# Task item
Starting at the top of the data and ending with the line that holds "Attribute type codes.", transcribe each line exactly; include both ends.
--- Provided records ---
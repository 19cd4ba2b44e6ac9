//! STUN/TURN message encoding (RFC 5389, RFC 5766, RFC 6062).
//!
//! Wire format: `[2-byte type][2-byte length][4-byte magic cookie][12-byte
//! transaction id][attributes...]`, attributes padded to 4-byte boundaries.
//! Only the subset needed by a TURN-over-TCP client is modelled.

use crate::error::{GatewayError, GatewayResult};
use md5::{Digest, Md5};
use ring::hmac;
use std::net::{IpAddr, Ipv4Addr, Ipv6Addr, SocketAddr};

pub const MAGIC_COOKIE: u32 = 0x2112_A442;
pub const HEADER_LEN: usize = 20;
pub const TRANSACTION_ID_LEN: usize = 12;

/// IANA protocol number carried in REQUESTED-TRANSPORT for TCP allocations.
pub const TRANSPORT_TCP: u8 = 6;

const INTEGRITY_LEN: usize = 20;

/// Attribute type codes.
pub mod attr {
    pub const MAPPED_ADDRESS: u16 = 0x0001;
    pub const USERNAME: u16 = 0x0006;
    pub const MESSAGE_INTEGRITY: u16 = 0x0008;
    pub const ERROR_CODE: u16 = 0x0009;
    pub const LIFETIME: u16 = 0x000D;
    pub const XOR_PEER_ADDRESS: u16 = 0x0012;
    pub const REALM: u16 = 0x0014;
    pub const NONCE: u16 = 0x0015;
    pub const XOR_RELAYED_ADDRESS: u16 = 0x0016;
    pub const REQUESTED_TRANSPORT: u16 = 0x0019;
    pub const XOR_MAPPED_ADDRESS: u16 = 0x0020;
    pub const CONNECTION_ID: u16 = 0x002A;
    pub const SOFTWARE: u16 = 0x8022;
    pub const FINGERPRINT: u16 = 0x8028;
}

/// Error codes the client reacts to.
pub mod code {
    pub const UNAUTHORIZED: u16 = 401;
    pub const STALE_NONCE: u16 = 438;
}

/// STUN message class.
#[derive(Debug, Clone, Copy, PartialEq, Eq)]
pub enum Class {
    Request,
    Indication,
    Success,
    Error,
}

impl Class {
    fn bits(self) -> u16 {
        match self {
            Class::Request => 0b00,
            Class::Indication => 0b01,
            Class::Success => 0b10,
            Class::Error => 0b11,
        }
    }

    fn from_bits(bits: u16) -> Self {
        match bits & 0b11 {
            0b00 => Class::Request,
            0b01 => Class::Indication,
            0b10 => Class::Success,
            _ => Class::Error,
        }
    }
}

/// STUN/TURN method.
#[derive(Debug, Clone, Copy, PartialEq, Eq, Hash)]
pub enum Method {
    Binding,
    Allocate,
    Refresh,
    CreatePermission,
    Connect,
    ConnectionBind,
    ConnectionAttempt,
    Other(u16),
}

impl Method {
    pub fn code(self) -> u16 {
        match self {
            Method::Binding => 0x001,
            Method::Allocate => 0x003,
            Method::Refresh => 0x004,
            Method::CreatePermission => 0x008,
            Method::Connect => 0x00A,
            Method::ConnectionBind => 0x00B,
            Method::ConnectionAttempt => 0x00C,
            Method::Other(code) => code,
        }
    }

    pub fn from_code(code: u16) -> Self {
        match code {
            0x001 => Method::Binding,
            0x003 => Method::Allocate,
            0x004 => Method::Refresh,
            0x008 => Method::CreatePermission,
            0x00A => Method::Connect,
            0x00B => Method::ConnectionBind,
            0x00C => Method::ConnectionAttempt,
            other => Method::Other(other),
        }
    }

    pub fn name(self) -> &'static str {
        match self {
            Method::Binding => "Binding",
            Method::Allocate => "Allocate",
            Method::Refresh => "Refresh",
            Method::CreatePermission => "CreatePermission",
            Method::Connect => "Connect",
            Method::ConnectionBind => "ConnectionBind",
            Method::ConnectionAttempt => "ConnectionAttempt",
            Method::Other(_) => "Unknown",
        }
    }
}
//! Control-plane client: registration, certificate exchange and heartbeats
//! over HTTP with a bearer token.

use relaygate_core::api::{
    ExchangeCertRequest, ExchangeCertResponse, RegisterIdentityResponse, EXCHANGE_CERT_PATH,
    HEARTBEAT_PATH, REGISTER_IDENTITY_PATH,
};
use relaygate_core::{CertificateBundle, GatewayError, GatewayResult, RelayRegistration};
use std::future::Future;
use std::net::SocketAddr;
use std::pin::Pin;
use std::time::Duration;
use tracing::debug;

/// Boxed future returned by [`ControlPlane`] methods.
pub type BoxFuture<'a, T> = Pin<Box<dyn Future<Output = T> + Send + 'a>>;

/// The three control-plane operations a gateway session depends on.
///
/// Object-safe so a session can hold `Arc<dyn ControlPlane>` and tests can
/// substitute an in-memory implementation.
pub trait ControlPlane: Send + Sync {
    fn register_identity(&self) -> BoxFuture<'_, GatewayResult<RelayRegistration>>;

    fn exchange_certificate(
        &self,
        relay_address: SocketAddr,
    ) -> BoxFuture<'_, GatewayResult<CertificateBundle>>;

    fn heartbeat(&self) -> BoxFuture<'_, GatewayResult<()>>;
}

/// HTTP implementation of [`ControlPlane`].
pub struct HttpControlPlane {
    base_url: String,
    token: String,
    http: reqwest::Client,
}

impl HttpControlPlane {
    pub fn new(base_url: &str, token: &str, timeout: Duration) -> GatewayResult<Self> {
        let http = reqwest::Client::builder()
            .timeout(timeout)
            .user_agent(concat!("relaygate/", env!("CARGO_PKG_VERSION")))
            .build()
            .map_err(|e| GatewayError::ControlPlane(format!("cannot build HTTP client: {e}")))?;
        Ok(Self {
            base_url: base_url.trim_end_matches('/').to_string(),
            token: token.to_string(),
            http,
        })
    }

    fn url(&self, path: &str) -> String {
        format!("{}{}", self.base_url, path)
    }

    async fn post(&self, path: &str, body: Option<&ExchangeCertRequest>) -> GatewayResult<reqwest::Response> {
        let url = self.url(path);
        debug!(url = %url, "control plane request");

        let mut req = self.http.post(&url).bearer_auth(&self.token);
        if let Some(body) = body {
            req = req.json(body);
        }

        let response = req
            .send()
            .await
            .map_err(|e| GatewayError::ControlPlane(format!("{path}: {e}")))?;
        let status = response.status();
        if !status.is_success() {
            let body = response.text().await.unwrap_or_default();
            return Err(GatewayError::ControlPlane(format!(
                "{path} returned {status}: {}",
                body.trim()
            )));
        }
        Ok(response)
    }
}

impl ControlPlane for HttpControlPlane {
    fn register_identity(&self) -> BoxFuture<'_, GatewayResult<RelayRegistration>> {
        Box::pin(async move {
            let resp: RegisterIdentityResponse = self
                .post(REGISTER_IDENTITY_PATH, None)
                .await?
                .json()
                .await
                .map_err(|e| GatewayError::ControlPlane(format!("invalid registration: {e}")))?;
            Ok(RelayRegistration::from(resp))
        })
    }

    fn exchange_certificate(
        &self,
        relay_address: SocketAddr,
    ) -> BoxFuture<'_, GatewayResult<CertificateBundle>> {
        Box::pin(async move {
            let request = ExchangeCertRequest {
                relay_address: relay_address.to_string(),
            };
            let resp: ExchangeCertResponse = self
                .post(EXCHANGE_CERT_PATH, Some(&request))
                .await?
                .json()
                .await
                .map_err(|e| {
                    GatewayError::Certificate(format!("invalid certificate exchange response: {e}"))
                })?;
            Ok(CertificateBundle::from(resp))
        })
    }

    fn heartbeat(&self) -> BoxFuture<'_, GatewayResult<()>> {
        Box::pin(async move {
            self.post(HEARTBEAT_PATH, None)
                .await
                .map(|_| ())
                .map_err(|e| GatewayError::Heartbeat(e.to_string()))
        })
    }
}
---
# Task answer
repository 19cd4ba2b44e6ac9
//! STUN/TURN message encoding (RFC 5389, RFC 5766, RFC 6062).
//!
//! Wire format: `[2-byte type][2-byte length][4-byte magic cookie][12-byte
//! transaction id][attributes...]`, attributes padded to 4-byte boundaries.
//! Only the subset needed by a TURN-over-TCP client is modelled.

use crate::error::{GatewayError, GatewayResult};
use md5::{Digest, Md5};
use ring::hmac;
use std::net::{IpAddr, Ipv4Addr, Ipv6Addr, SocketAddr};

pub const MAGIC_COOKIE: u32 = 0x2112_A442;
pub const HEADER_LEN: usize = 20;
pub const TRANSACTION_ID_LEN: usize = 12;

/// IANA protocol number carried in REQUESTED-TRANSPORT for TCP allocations.
pub const TRANSPORT_TCP: u8 = 6;

const INTEGRITY_LEN: usize = 20;

/// Attribute type codes.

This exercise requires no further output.